Let me give you an example.
The test stream is a video with ctts box. It contains 2034 frames. I set a breakpoint at https://github.com/androidx/media/blob/release-1.5.0-alpha01/libraries/extractor/src/main/java/androidx/media3/extractor/mp4/BoxParser.java#L729. And then I get below debug info.
editMediaTime = 143
editDuration = 3049002
so editMediaTime + editDuration = 3049145 (corresponding to line 726)
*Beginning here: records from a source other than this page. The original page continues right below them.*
//! Configuration types for the seeding binary.
//!
//! All configuration is loaded from environment variables. The binary needs
//! to know which store to seed, how to reach it, and optionally which
//! fixture format to assume.

use std::path::Path;
use std::str::FromStr;
use std::time::Duration;

use polluter::{Parser, PoolConfig};

use crate::error::SeedError;

/// Complete seeding configuration loaded from the environment.
#[derive(Debug, Clone)]
pub struct SeedConfig {
    /// Which store to seed.
    pub engine: EngineKind,
    /// Connection URL of the store.
    pub url: String,
    /// Database name; required for `MongoDB`, ignored otherwise.
    pub database: Option<String>,
    /// Fixture format forced for every input. `None` infers it per file.
    pub format: Option<Parser>,
    /// Maximum SQL pool connections.
    pub max_connections: u32,
    /// SQL pool acquire timeout.
    pub connect_timeout: Duration,
}

/// Supported stores.
#[derive(Debug, Clone, Copy, PartialEq, Eq)]
pub enum EngineKind {
    /// MySQL, positional placeholders.
    MySql,
    /// `PostgreSQL`, numbered placeholders.
    Postgres,
    /// Redis, one key per top-level entry.
    Redis,
    /// `MongoDB`, one collection per top-level array.
    Mongo,
}

impl FromStr for EngineKind {
    type Err = SeedError;

    fn from_str(s: &str) -> Result<Self, Self::Err> {
        match s.to_lowercase().as_str() {
            "mysql" | "mariadb" => Ok(Self::MySql),
            "postgres" | "postgresql" | "pg" => Ok(Self::Postgres),
            "redis" => Ok(Self::Redis),
            "mongo" | "mongodb" => Ok(Self::Mongo),
            other => Err(SeedError::Config(format!("unknown engine: {other}"))),
        }
    }
}

impl SeedConfig {
    /// Load configuration from environment variables.
    ///
    /// Required variables:
    /// - `POLLUTER_ENGINE` -- `mysql`, `postgres`, `redis` or `mongo`
    /// - `POLLUTER_URL` -- connection URL of the store
    /// - `POLLUTER_DATABASE` -- database name (`mongo` only)
    ///
    /// Optional variables:
    /// - `POLLUTER_FORMAT` -- `json` or `yaml`; inferred per file when unset
    /// - `POLLUTER_MAX_CONNECTIONS` -- SQL pool size (default 5)
    /// - `POLLUTER_CONNECT_TIMEOUT_MS` -- SQL acquire timeout in milliseconds (default 5000)
    pub fn from_env() -> Result<Self, SeedError> {
        Self::from_lookup(|name| std::env::var(name).ok())
    }

    /// Load configuration through an arbitrary variable lookup.
    fn from_lookup(lookup: impl Fn(&str) -> Option<String>) -> Result<Self, SeedError> {
        let required = |name: &str| {
            lookup(name)
                .filter(|value| !value.is_empty())
                .ok_or_else(|| SeedError::Config(format!("missing required env var {name}")))
        };

        let engine: EngineKind = required("POLLUTER_ENGINE")?.parse()?;
        let url = required("POLLUTER_URL")?;
        let database = match engine {
            EngineKind::Mongo => Some(required("POLLUTER_DATABASE")?),
            _ => lookup("POLLUTER_DATABASE"),
        };

        let format = lookup("POLLUTER_FORMAT")
            .map(|value| {
                Parser::from_extension(&value)
                    .ok_or_else(|| SeedError::Config(format!("invalid POLLUTER_FORMAT: {value}")))
            })
            .transpose()?;

        let max_connections: u32 = lookup("POLLUTER_MAX_CONNECTIONS")
            .unwrap_or_else(|| "5".to_owned())
            .parse()
            .map_err(|e| SeedError::Config(format!("invalid POLLUTER_MAX_CONNECTIONS: {e}")))?;

        let connect_timeout_ms: u64 = lookup("POLLUTER_CONNECT_TIMEOUT_MS")
            .unwrap_or_else(|| "5000".to_owned())
            .parse()
            .map_err(|e| SeedError::Config(format!("invalid POLLUTER_CONNECT_TIMEOUT_MS: {e}")))?;

        Ok(Self {
            engine,
            url,
            database,
            format,
            max_connections,
            connect_timeout: Duration::from_millis(connect_timeout_ms),
        })
    }

    /// SQL pool settings derived from this configuration.
    pub fn pool_config(&self) -> PoolConfig {
        PoolConfig::new(&self.url)
            .with_max_connections(self.max_connections)
            .with_connect_timeout(self.connect_timeout)
    }

    /// Parser for `input`: the forced format, else the file extension,
    /// else YAML.
    pub fn parser_for(&self, input: &str) -> Parser {
        self.format
            .or_else(|| {
                Path::new(input)
                    .extension()
                    .and_then(|ext| ext.to_str())
                    .and_then(Parser::from_extension)
            })
            .unwrap_or_default()
    }
}

#[cfg(test)]
#[allow(clippy::unwrap_used)]
mod tests {
    use std::collections::HashMap;

    use super::*;

    fn load(vars: &[(&str, &str)]) -> Result<SeedConfig, SeedError> {
        let vars: HashMap<String, String> = vars
            .iter()
            .map(|(k, v)| ((*k).to_owned(), (*v).to_owned()))
            .collect();
        SeedConfig::from_lookup(|name| vars.get(name).cloned())
    }

    #[test]
    fn engine_kind_parsing() {
        assert_eq!("MySQL".parse::<EngineKind>().unwrap(), EngineKind::MySql);
        assert_eq!("postgresql".parse::<EngineKind>().unwrap(), EngineKind::Postgres);
        assert_eq!("redis".parse::<EngineKind>().unwrap(), EngineKind::Redis);
        assert_eq!("mongodb".parse::<EngineKind>().unwrap(), EngineKind::Mongo);
        assert!("sqlite".parse::<EngineKind>().is_err());
    }

    #[test]
    fn defaults() {
        let config = load(&[
            ("POLLUTER_ENGINE", "postgres"),
            ("POLLUTER_URL", "postgresql://localhost/polluter"),
        ])
        .unwrap();
        assert_eq!(config.engine, EngineKind::Postgres);
        assert_eq!(config.max_connections, 5);
        assert_eq!(config.connect_timeout, Duration::from_secs(5));
        assert!(config.format.is_none());
        assert!(config.database.is_none());

        let pool = config.pool_config();
        assert_eq!(pool.url, "postgresql://localhost/polluter");
        assert_eq!(pool.max_connections, 5);
    }

    #[test]
    fn missing_required_vars() {
        let err = load(&[("POLLUTER_URL", "redis://localhost")]).unwrap_err();
        assert!(err.to_string().contains("POLLUTER_ENGINE"), "{err}");

        let err = load(&[("POLLUTER_ENGINE", "redis")]).unwrap_err();
        assert!(err.to_string().contains("POLLUTER_URL"), "{err}");

        let err = load(&[
            ("POLLUTER_ENGINE", "mongo"),
            ("POLLUTER_URL", "mongodb://localhost"),
        ])
        .unwrap_err();
        assert!(err.to_string().contains("POLLUTER_DATABASE"), "{err}");
    }

    #[test]
    fn invalid_numbers_and_formats() {
        let base = [
            ("POLLUTER_ENGINE", "mysql"),
            ("POLLUTER_URL", "mysql://localhost/polluter"),
        ];
        let with = |extra: (&'static str, &'static str)| {
            let mut vars = base.to_vec();
            vars.push(extra);
            load(&vars)
        };

        assert!(with(("POLLUTER_MAX_CONNECTIONS", "many")).is_err());
        assert!(with(("POLLUTER_CONNECT_TIMEOUT_MS", "-1")).is_err());
        assert!(with(("POLLUTER_FORMAT", "toml")).is_err());

        let config = with(("POLLUTER_CONNECT_TIMEOUT_MS", "250")).unwrap();
        assert_eq!(config.connect_timeout, Duration::from_millis(250));
    }

    #[test]
    fn parser_selection() {
        let mut config = load(&[
            ("POLLUTER_ENGINE", "redis"),
            ("POLLUTER_URL", "redis://localhost"),
        ])
        .unwrap();
        assert_eq!(config.parser_for("fixtures/users.json"), Parser::Json);
        assert_eq!(config.parser_for("fixtures/users.yml"), Parser::Yaml);
        assert_eq!(config.parser_for("fixtures/users"), Parser::Yaml);
        assert_eq!(config.parser_for("-"), Parser::Yaml);

        config.format = Some(Parser::Json);
        assert_eq!(config.parser_for("fixtures/users.yaml"), Parser::Json);
    }
}
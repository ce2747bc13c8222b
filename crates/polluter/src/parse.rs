//! Fixture front ends: JSON and YAML into the same ordered [`Tree`].
//!
//! Both formats decode through the order-preserving visitors in
//! `polluter-types`, so a YAML mapping and the equivalent JSON object yield
//! identical trees and therefore identical commands.
//!
//! YAML merge keys (`<<: *anchor`) are expanded before the tree is built.
//! The merged fields take the place of the `<<` key, so
//!
//! ```yaml
//! base: &base
//!   role: admin
//! users:
//! - <<: *base
//!   id: 1
//! ```
//!
//! yields a `users` row with fields `role, id`. A field written next to the
//! merge key wins over a merged one; among several merged mappings the
//! earlier one wins.

use polluter_types::Tree;
use serde_yml::{Mapping, Value as YamlValue};

use crate::error::ParseError;

/// Input format of a fixture document.
#[derive(Debug, Clone, Copy, Default, PartialEq, Eq)]
pub enum Parser {
    /// JSON object at the top level.
    Json,
    /// YAML mapping at the top level.
    #[default]
    Yaml,
}

impl Parser {
    /// Decode `input` into a tree.
    ///
    /// # Errors
    ///
    /// Returns [`ParseError::Json`] or [`ParseError::Yaml`] when the input is
    /// malformed or its top level is not an object, and
    /// [`ParseError::Merge`] when a YAML merge key does not refer to
    /// mappings. No partial tree is returned.
    pub fn parse(self, input: &[u8]) -> Result<Tree, ParseError> {
        match self {
            Self::Json => Ok(serde_json::from_slice(input)?),
            Self::Yaml => {
                // An empty YAML stream is an empty fixture, not a null document.
                if input.iter().all(u8::is_ascii_whitespace) {
                    return Ok(Tree::default());
                }
                let document: YamlValue = serde_yml::from_slice(input)?;
                Ok(serde_yml::from_value(merge_keys(document)?)?)
            }
        }
    }

    /// Pick a parser from a file extension (`json`, `yaml`, `yml`).
    pub fn from_extension(extension: &str) -> Option<Self> {
        match extension.to_ascii_lowercase().as_str() {
            "json" => Some(Self::Json),
            "yaml" | "yml" => Some(Self::Yaml),
            _ => None,
        }
    }

    /// Format name for logs.
    pub const fn name(self) -> &'static str {
        match self {
            Self::Json => "json",
            Self::Yaml => "yaml",
        }
    }
}

/// Expand every merge key below `value`.
fn merge_keys(value: YamlValue) -> Result<YamlValue, ParseError> {
    match value {
        YamlValue::Mapping(mapping) => merge_mapping(mapping).map(YamlValue::Mapping),
        YamlValue::Sequence(values) => values
            .into_iter()
            .map(merge_keys)
            .collect::<Result<_, _>>()
            .map(YamlValue::Sequence),
        YamlValue::Tagged(mut tagged) => {
            tagged.value = merge_keys(std::mem::take(&mut tagged.value))?;
            Ok(YamlValue::Tagged(tagged))
        }
        other => Ok(other),
    }
}

fn merge_mapping(mapping: Mapping) -> Result<Mapping, ParseError> {
    let explicit: Vec<YamlValue> = mapping
        .keys()
        .filter(|key| !is_merge_key(key))
        .cloned()
        .collect();

    let mut merged = Mapping::with_capacity(mapping.len());
    for (key, value) in mapping {
        if !is_merge_key(&key) {
            merged.insert(key, merge_keys(value)?);
            continue;
        }
        for source in merge_sources(value)? {
            for (k, v) in source {
                if !explicit.contains(&k) && !merged.contains_key(&k) {
                    merged.insert(k, v);
                }
            }
        }
    }
    Ok(merged)
}

/// The mappings named by a merge key: one mapping or a sequence of them.
fn merge_sources(value: YamlValue) -> Result<Vec<Mapping>, ParseError> {
    match value {
        YamlValue::Mapping(mapping) => Ok(vec![merge_mapping(mapping)?]),
        YamlValue::Sequence(values) => values
            .into_iter()
            .map(|value| match value {
                YamlValue::Mapping(mapping) => merge_mapping(mapping),
                _ => Err(ParseError::Merge("sequence elements must be mappings")),
            })
            .collect(),
        _ => Err(ParseError::Merge("value must be a mapping or a sequence of mappings")),
    }
}

fn is_merge_key(key: &YamlValue) -> bool {
    matches!(key, YamlValue::String(name) if name == "<<")
}
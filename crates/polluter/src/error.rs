//! Error types for parsing, building and executing fixtures.
//!
//! Each pipeline stage has its own error: [`ParseError`] for turning bytes
//! into a tree, [`EngineError`] for both the build and the exec step of a
//! backend. [`PolluteError`] wraps them with the stage that failed, so
//! callers can tell bad input from a rejected write by the message alone.

use std::fmt;

/// Failure to turn raw input into a fixture tree.
#[derive(Debug, thiserror::Error)]
pub enum ParseError {
    /// The input stream could not be read.
    #[error("read input: {0}")]
    Read(#[from] std::io::Error),

    /// The input is not valid JSON, or not a JSON object.
    #[error("decode JSON: {0}")]
    Json(#[from] serde_json::Error),

    /// The input is not valid YAML, or not a YAML mapping.
    #[error("decode YAML: {0}")]
    Yaml(#[from] serde_yml::Error),

    /// A YAML merge key (`<<`) refers to something other than mappings.
    #[error("YAML merge key: {0}")]
    Merge(&'static str),
}

/// Failure inside an engine, either while building commands or executing them.
#[derive(Debug, thiserror::Error)]
pub enum EngineError {
    /// No engine was configured on the [`Polluter`](crate::Polluter).
    #[error("database engine not specified: configure one with `Polluter::with_engine`")]
    NotSpecified,

    /// A connection setting could not be used.
    #[error("configuration error: {0}")]
    Config(String),

    /// Connecting to a SQL database failed.
    #[error("SQL connection error: {0}")]
    Connect(#[from] sqlx::Error),

    /// Connecting to Redis failed.
    #[error("Redis connection error: {0}")]
    RedisConnect(#[from] fred::error::Error),

    /// Connecting to MongoDB failed.
    #[error("MongoDB connection error: {0}")]
    MongoConnect(#[from] mongodb::error::Error),

    /// A value could not be encoded for the key-value store.
    #[error("encode value for key {key}: {source}")]
    Encode {
        /// Top-level key whose value failed to encode.
        key: String,
        /// The underlying serialization error.
        source: serde_json::Error,
    },

    /// An array element could not be turned into a document.
    #[error("collection {collection}: element {index} is {kind}, expected an object")]
    NotADocument {
        /// Collection whose array held the element.
        collection: String,
        /// Zero-based position of the element in the array.
        index: usize,
        /// Shape of the offending element.
        kind: &'static str,
    },

    /// A command carried arguments this engine cannot execute.
    #[error("command {index} ({target}): unexpected {found} argument")]
    Argument {
        /// Zero-based position of the command.
        index: usize,
        /// Command target.
        target: String,
        /// Kind of argument found.
        found: ArgKind,
    },

    /// Opening the transaction failed.
    #[error("tx begin: {0}")]
    Begin(#[source] sqlx::Error),

    /// A statement failed and the transaction was rolled back.
    #[error("exec command {index}: {source}")]
    Statement {
        /// Zero-based position of the failing command.
        index: usize,
        /// The statement error.
        source: sqlx::Error,
    },

    /// A statement failed and rolling the transaction back failed as well.
    #[error("exec command {index}: {source}; rollback: {rollback}")]
    Rollback {
        /// Zero-based position of the failing command.
        index: usize,
        /// The statement error.
        source: sqlx::Error,
        /// The rollback error.
        rollback: sqlx::Error,
    },

    /// Committing the transaction failed.
    #[error("commit: {0}")]
    Commit(#[source] sqlx::Error),

    /// A `SET` was rejected. Earlier keys stay written.
    #[error("set command {index} (key {key}): {source}")]
    Set {
        /// Zero-based position of the failing command.
        index: usize,
        /// Key being written.
        key: String,
        /// The Redis error.
        source: fred::error::Error,
    },

    /// A batched insert was rejected. Earlier collections stay written.
    #[error("insert command {index} (collection {collection}): {source}")]
    Insert {
        /// Zero-based position of the failing command.
        index: usize,
        /// Collection being written.
        collection: String,
        /// The MongoDB error.
        source: mongodb::error::Error,
    },
}

/// A fixture value that cannot be sent as the parameter type the database
/// inferred for its placeholder.
///
/// Carried inside [`sqlx::Error::Encode`], so it surfaces as the source of
/// [`EngineError::Statement`].
#[derive(Debug, thiserror::Error)]
#[error("parameter ${position}: cannot bind {found} as {expected}: {reason}")]
pub struct BindError {
    /// 1-based placeholder position.
    pub position: usize,
    /// Shape of the fixture value.
    pub found: &'static str,
    /// Name of the inferred parameter type.
    pub expected: String,
    /// Why the conversion failed.
    pub reason: String,
}

/// Kind of a command argument, for error reporting.
#[derive(Debug, Clone, Copy, PartialEq, Eq)]
pub enum ArgKind {
    /// A generic fixture value.
    Value,
    /// Encoded JSON text.
    Json,
    /// A BSON document.
    Document,
    /// A command with the wrong number of arguments.
    Count(usize),
}

impl fmt::Display for ArgKind {
    fn fmt(&self, f: &mut fmt::Formatter<'_>) -> fmt::Result {
        match self {
            Self::Value => f.write_str("value"),
            Self::Json => f.write_str("JSON"),
            Self::Document => f.write_str("document"),
            Self::Count(count) => write!(f, "{count}-element"),
        }
    }
}

/// Pipeline stage of a [`Polluter`](crate::Polluter) run.
#[derive(Debug, Clone, Copy, PartialEq, Eq)]
pub enum Stage {
    /// Decoding the input into a tree.
    Parsing,
    /// Translating the tree into commands.
    Building,
    /// Writing commands to the store.
    Executing,
}

impl fmt::Display for Stage {
    fn fmt(&self, f: &mut fmt::Formatter<'_>) -> fmt::Result {
        match self {
            Self::Parsing => f.write_str("parse"),
            Self::Building => f.write_str("build"),
            Self::Executing => f.write_str("exec"),
        }
    }
}

/// Failure of a whole [`Polluter::pollute`](crate::Polluter::pollute) run.
#[derive(Debug, thiserror::Error)]
pub enum PolluteError {
    /// The input could not be parsed. Nothing was built or written.
    #[error("parse failed: {0}")]
    Parse(#[source] ParseError),

    /// The engine could not translate the tree. Nothing was written.
    #[error("build failed: {0}")]
    Build(#[source] EngineError),

    /// The store rejected the commands.
    #[error("exec failed: {0}")]
    Exec(#[source] EngineError),
}

impl PolluteError {
    /// The stage that failed.
    pub const fn stage(&self) -> Stage {
        match self {
            Self::Parse(_) => Stage::Parsing,
            Self::Build(_) => Stage::Building,
            Self::Exec(_) => Stage::Executing,
        }
    }

    /// Whether the run failed because no engine was configured.
    pub const fn is_engine_not_specified(&self) -> bool {
        matches!(
            self,
            Self::Build(EngineError::NotSpecified) | Self::Exec(EngineError::NotSpecified)
        )
    }
}
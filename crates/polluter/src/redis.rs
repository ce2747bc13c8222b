//! Key-value engine: one `SET` per top-level entry.
//!
//! Every top-level entry becomes a key, whatever the shape of its value,
//! except an empty array (an empty collection). The value is stored as
//! compact JSON text, encoded as a unit:
//!
//! | Fixture entry | Key | Stored value |
//! |---------------|-----|--------------|
//! | `"count": 1` | `count` | `1` |
//! | `"values": [1, 2]` | `values` | `[1,2]` |
//! | `"obj": {"key": "value"}` | `obj` | `{"key":"value"}` |
//!
//! Writes are not atomic as a group: when a `SET` fails, the keys written
//! before it stay in place and the remaining ones are not attempted.

use fred::prelude::*;
use polluter_types::Tree;

use crate::command::{Arg, Command};
use crate::error::{ArgKind, EngineError};

/// Key-value engine over a shared Redis client.
#[derive(Debug, Clone)]
pub struct RedisEngine {
    client: Client,
}

impl RedisEngine {
    /// Wrap an initialized client.
    pub const fn new(client: Client) -> Self {
        Self { client }
    }

    /// Connect to Redis at the given URL.
    ///
    /// The URL should follow the Redis URL scheme:
    /// `redis://host:port` or `redis://host:port/db`
    ///
    /// # Errors
    ///
    /// Returns [`EngineError::Config`] if the URL cannot be parsed.
    /// Returns [`EngineError::RedisConnect`] if the connection fails.
    pub async fn connect(url: &str) -> Result<Self, EngineError> {
        let config = Config::from_url(url)
            .map_err(|e| EngineError::Config(format!("invalid Redis URL: {e}")))?;

        let client = Builder::from_config(config).build()?;
        client.init().await?;

        tracing::info!("Connected to Redis");
        Ok(Self { client })
    }

    /// Return a reference to the underlying [`Client`].
    pub const fn client(&self) -> &Client {
        &self.client
    }

    /// Encode every top-level entry as a `SET` command.
    ///
    /// An entry holding an empty array is an empty collection and produces
    /// no command.
    ///
    /// # Errors
    ///
    /// Returns [`EngineError::Encode`] if a value cannot be encoded.
    pub fn build(tree: &Tree) -> Result<Vec<Command>, EngineError> {
        tree.entries()
            .filter(|field| field.value.as_array().is_none_or(|values| !values.is_empty()))
            .map(|field| {
                let json = serde_json::to_string(&field.value).map_err(|source| {
                    EngineError::Encode {
                        key: field.name.clone(),
                        source,
                    }
                })?;
                Ok(Command::new(field.name.clone(), vec![Arg::Json(json)]))
            })
            .collect()
    }

    /// Issue one `SET` per command, in order, without expiry.
    ///
    /// # Errors
    ///
    /// Returns [`EngineError::Set`] for the first rejected write; earlier
    /// writes are kept. Returns [`EngineError::Argument`] if a command does
    /// not carry exactly one JSON argument.
    pub async fn exec(&self, commands: &[Command]) -> Result<(), EngineError> {
        for (index, command) in commands.iter().enumerate() {
            let json = match command.args() {
                [Arg::Json(json)] => json,
                [other] => {
                    return Err(EngineError::Argument {
                        index,
                        target: command.target().to_owned(),
                        found: other.kind(),
                    });
                }
                args => {
                    return Err(EngineError::Argument {
                        index,
                        target: command.target().to_owned(),
                        found: ArgKind::Count(args.len()),
                    });
                }
            };

            tracing::debug!(index, key = command.target(), "setting");
            let _: () = self
                .client
                .set(command.target(), json.as_str(), None, None, false)
                .await
                .map_err(|source| EngineError::Set {
                    index,
                    key: command.target().to_owned(),
                    source,
                })?;
        }
        Ok(())
    }
}

#[cfg(test)]
#[allow(clippy::unwrap_used)]
mod tests {
    use polluter_types::{Field, Record};

    use super::*;
    use crate::parse::Parser;

    fn json_command(key: &str, json: &str) -> Command {
        Command::new(key.to_owned(), vec![Arg::Json(json.to_owned())])
    }

    #[test]
    fn build_example_input() {
        let tree = Parser::Json
            .parse(br#"{"count":1,"values":[1,2],"obj":{"key":"value"}}"#)
            .unwrap();
        assert_eq!(
            RedisEngine::build(&tree).unwrap(),
            vec![
                json_command("count", "1"),
                json_command("values", "[1,2]"),
                json_command("obj", r#"{"key":"value"}"#),
            ]
        );
    }

    #[test]
    fn build_encodes_rows_as_a_unit() {
        let tree = Parser::Yaml
            .parse(b"users:\n- name: Roman\n  id: 1\nflag: true\nnothing: ~\n")
            .unwrap();
        assert_eq!(
            RedisEngine::build(&tree).unwrap(),
            vec![
                json_command("users", r#"[{"name":"Roman","id":1}]"#),
                json_command("flag", "true"),
                json_command("nothing", "null"),
            ]
        );
    }

    #[test]
    fn empty_collection_builds_nothing() {
        let tree = Parser::Json.parse(br#"{"users":[]}"#).unwrap();
        assert!(RedisEngine::build(&tree).unwrap().is_empty());

        let tree = Parser::Json.parse(br#"{"users":[],"tags":[[]]}"#).unwrap();
        assert_eq!(
            RedisEngine::build(&tree).unwrap(),
            vec![json_command("tags", "[[]]")]
        );
    }

    #[test]
    fn non_finite_number_is_an_encode_error() {
        let tree = Tree::from(Record::from(vec![
            Field::new("count", 1.0),
            Field::new("ratio", f64::NAN),
        ]));
        let err = RedisEngine::build(&tree).unwrap_err();
        assert!(
            matches!(err, EngineError::Encode { ref key, .. } if key == "ratio"),
            "{err}"
        );
    }

    #[tokio::test]
    async fn malformed_command_fails_before_writing() {
        // Never initialized: any write would fail with a connection error.
        let engine = RedisEngine::new(Builder::default_centralized().build().unwrap());
        let commands = vec![Command::new("second".to_owned(), Vec::new())];
        let err = engine.exec(&commands).await.unwrap_err();
        assert!(
            matches!(
                err,
                EngineError::Argument {
                    index: 0,
                    found: ArgKind::Count(0),
                    ..
                }
            ),
            "{err}"
        );
    }
}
startIndices[0] = 0 (This is correct)
endIndices[0] = 2032
timestamps =
| index | 0 | 1 | 2 | 3 | 4 | 5 | ...... | 2031 | 2032 | 2033 |
| value | 1509 | 4508 | 3008 | 6008 | 7499 | 9008 | ...... | 3045972 | 3050471 | 3048971 |
Here "endIndices[0] = 2032" because the frame (index = 2032) is a P frame so that its timestamp is LARGER than the one of frame (B frame, index = 2033). But actually frame (index = 2033) should be kept since its timestamp is less than editMediaTime + editDuration.
As the comment in this file (https://github.com/androidx/media/blob/release-1.5.0-alpha01/libraries/extractor/src/main/java/androidx/media3/extractor/mp4/BoxParser.java#L713), I understand the author knows "the result of this binary search might be slightly incorrect (due to out-of-order timestamps), the loop below that walks forward to find the next sync frame will result in a correct start index. The start index would also be correct if we walk backwards to the previous sync frame". This is OK for playback use case. But AndroidX Media added transformer module recently. For editing and transcoding use case, the accurate END index becomes important.
Do you think this is a potential issue and could you help to improve it? Thanks.